=== DATA ===
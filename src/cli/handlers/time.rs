//! Time spent handlers
//!
//! Agents log the time they spend on tickets; the time is charged to the
//! ongoing contract attached to the ticket. Who may read the accounted and
//! the real durations is controlled by two distinct permissions.

use super::common::HandlerContext;
use crate::accounting::{ContractTimeAccounting, format_duration, parse_duration};
use crate::auth::Scope;
use crate::auth::permission::{
    ORGA_CREATE_TICKETS_TIME_SPENT, ORGA_SEE_TICKETS_TIME_SPENT_ACCOUNTED,
    ORGA_SEE_TICKETS_TIME_SPENT_REAL,
};
use crate::cli::output::OutputFormatter;
use crate::core::{Contract, Ticket, TimeSpent, User};
use crate::error::{BiletoError, Result};
use crate::storage::{Lookups, Repository};
use chrono::{DateTime, Utc};
use serde::Serialize;

#[derive(Debug, Serialize)]
pub(super) struct TimeSpentEntry {
    created_at: DateTime<Utc>,
    author: String,
    #[serde(skip_serializing_if = "Option::is_none")]
    time: Option<u32>,
    #[serde(skip_serializing_if = "Option::is_none")]
    real_time: Option<u32>,
    contract: Option<String>,
}

/// Time spent on a ticket as the user is allowed to see it
#[derive(Debug, Serialize)]
pub(super) struct TimeSpentView {
    #[serde(skip_serializing_if = "Option::is_none")]
    accounted: Option<u64>,
    #[serde(skip_serializing_if = "Option::is_none")]
    real: Option<u64>,
    entries: Vec<TimeSpentEntry>,
}

impl TimeSpentView {
    /// Build the view, or `None` when the user may see neither duration
    pub(super) fn of(ctx: &HandlerContext, user: &User, ticket: &Ticket) -> Result<Option<Self>> {
        let scope = Scope::Organization(&ticket.organization_id);
        let see_accounted = ctx
            .authorizer
            .is_granted(&user.id, ORGA_SEE_TICKETS_TIME_SPENT_ACCOUNTED, scope);
        let see_real = ctx
            .authorizer
            .is_granted(&user.id, ORGA_SEE_TICKETS_TIME_SPENT_REAL, scope);
        if !see_accounted && !see_real {
            return Ok(None);
        }

        let entries = ctx.storage.time_spents_of(&ticket.id)?;
        let accounted: u64 = entries.iter().map(|e| u64::from(e.time)).sum();
        let real: u64 = entries.iter().map(|e| u64::from(e.real_time)).sum();

        let entries = entries
            .iter()
            .map(|entry| TimeSpentEntry {
                created_at: entry.created_at,
                author: ctx.email_of(&entry.created_by),
                time: see_accounted.then_some(entry.time),
                real_time: see_real.then_some(entry.real_time),
                contract: entry.contract_id.as_ref().map(|id| {
                    ctx.storage
                        .load::<Contract>(id)
                        .map_or_else(|_| id.to_string(), |c| c.name)
                }),
            })
            .collect();

        Ok(Some(Self {
            accounted: see_accounted.then_some(accounted),
            real: see_real.then_some(real),
            entries,
        }))
    }

    pub(super) fn print(&self, output: &OutputFormatter) {
        if let Some(accounted) = self.accounted {
            output.field("Time spent", &format_duration(accounted));
        }
        if let Some(real) = self.real {
            output.field("Real time spent", &format_duration(real));
        }
    }
}

/// Describe freshly logged entries, e.g. `1h (Support 2024) + 30m (unaccounted)`
pub(super) fn describe_entries(ctx: &HandlerContext, entries: &[TimeSpent]) -> String {
    entries
        .iter()
        .map(|entry| {
            let contract = entry.contract_id.as_ref().map_or_else(
                || "unaccounted".to_string(),
                |id| {
                    ctx.storage
                        .load::<Contract>(id)
                        .map_or_else(|_| id.to_string(), |c| c.name)
                },
            );
            format!("{} ({contract})", format_duration(u64::from(entry.time)))
        })
        .collect::<Vec<_>>()
        .join(" + ")
}

/// Handler for `time add`
pub fn handle_time_add(
    ctx: &HandlerContext,
    ticket: &str,
    time: &str,
    output: &OutputFormatter,
) -> Result<()> {
    let user = ctx.session()?;
    let ticket = ctx.ticket(&user, ticket)?;
    ctx.require_on(&user, ORGA_CREATE_TICKETS_TIME_SPENT, &ticket)?;
    let minutes = parse_duration(time)?;

    let entries = ContractTimeAccounting::new(&ctx.storage).log_time(&ticket, minutes, &user.id, None)?;
    tracing::info!(ticket = ticket.number, minutes, "time spent logged");

    if output.is_json() {
        output.print_json(&serde_json::json!({
            "status": "success",
            "ticket": ticket.number,
            "logged": minutes,
            "entries": entries,
        }))?;
    } else {
        output.success(&format!(
            "Logged {} on ticket {}",
            format_duration(u64::from(minutes)),
            ticket.reference()
        ));
        output.info(&format!("Charged: {}", describe_entries(ctx, &entries)));
    }
    Ok(())
}

/// Handler for `time report`
pub fn handle_time_report(ctx: &HandlerContext, ticket: &str, output: &OutputFormatter) -> Result<()> {
    let user = ctx.session()?;
    let ticket = ctx.ticket(&user, ticket)?;
    let view = TimeSpentView::of(ctx, &user, &ticket)?
        .ok_or_else(|| BiletoError::denied(ORGA_SEE_TICKETS_TIME_SPENT_ACCOUNTED))?;

    if output.is_json() {
        return output.print_json(&view);
    }

    output.title(&format!("Time spent on {} {}", ticket.reference(), ticket.title));
    if view.entries.is_empty() {
        output.info("No time spent logged");
        return Ok(());
    }
    for entry in &view.entries {
        let mut durations = Vec::new();
        if let Some(time) = entry.time {
            durations.push(format_duration(u64::from(time)));
        }
        if let Some(real) = entry.real_time {
            durations.push(format!("real {}", format_duration(u64::from(real))));
        }
        let contract = entry.contract.as_deref().unwrap_or("unaccounted");
        output.info(&format!(
            "{}  {}  {}  [{contract}]",
            entry.created_at.format("%Y-%m-%d %H:%M"),
            entry.author,
            durations.join(", ")
        ));
    }
    view.print(output);
    Ok(())
}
===
### HOW TO COMPLETE THIS TASK
In the records above, find every line that contains the word "ContractTimeAccounting" and copy it.

### TASK ANSWER
use crate::accounting::{ContractTimeAccounting, format_duration, parse_duration};
    let entries = ContractTimeAccounting::new(&ctx.storage).log_time(&ticket, minutes, &user.id, None)?;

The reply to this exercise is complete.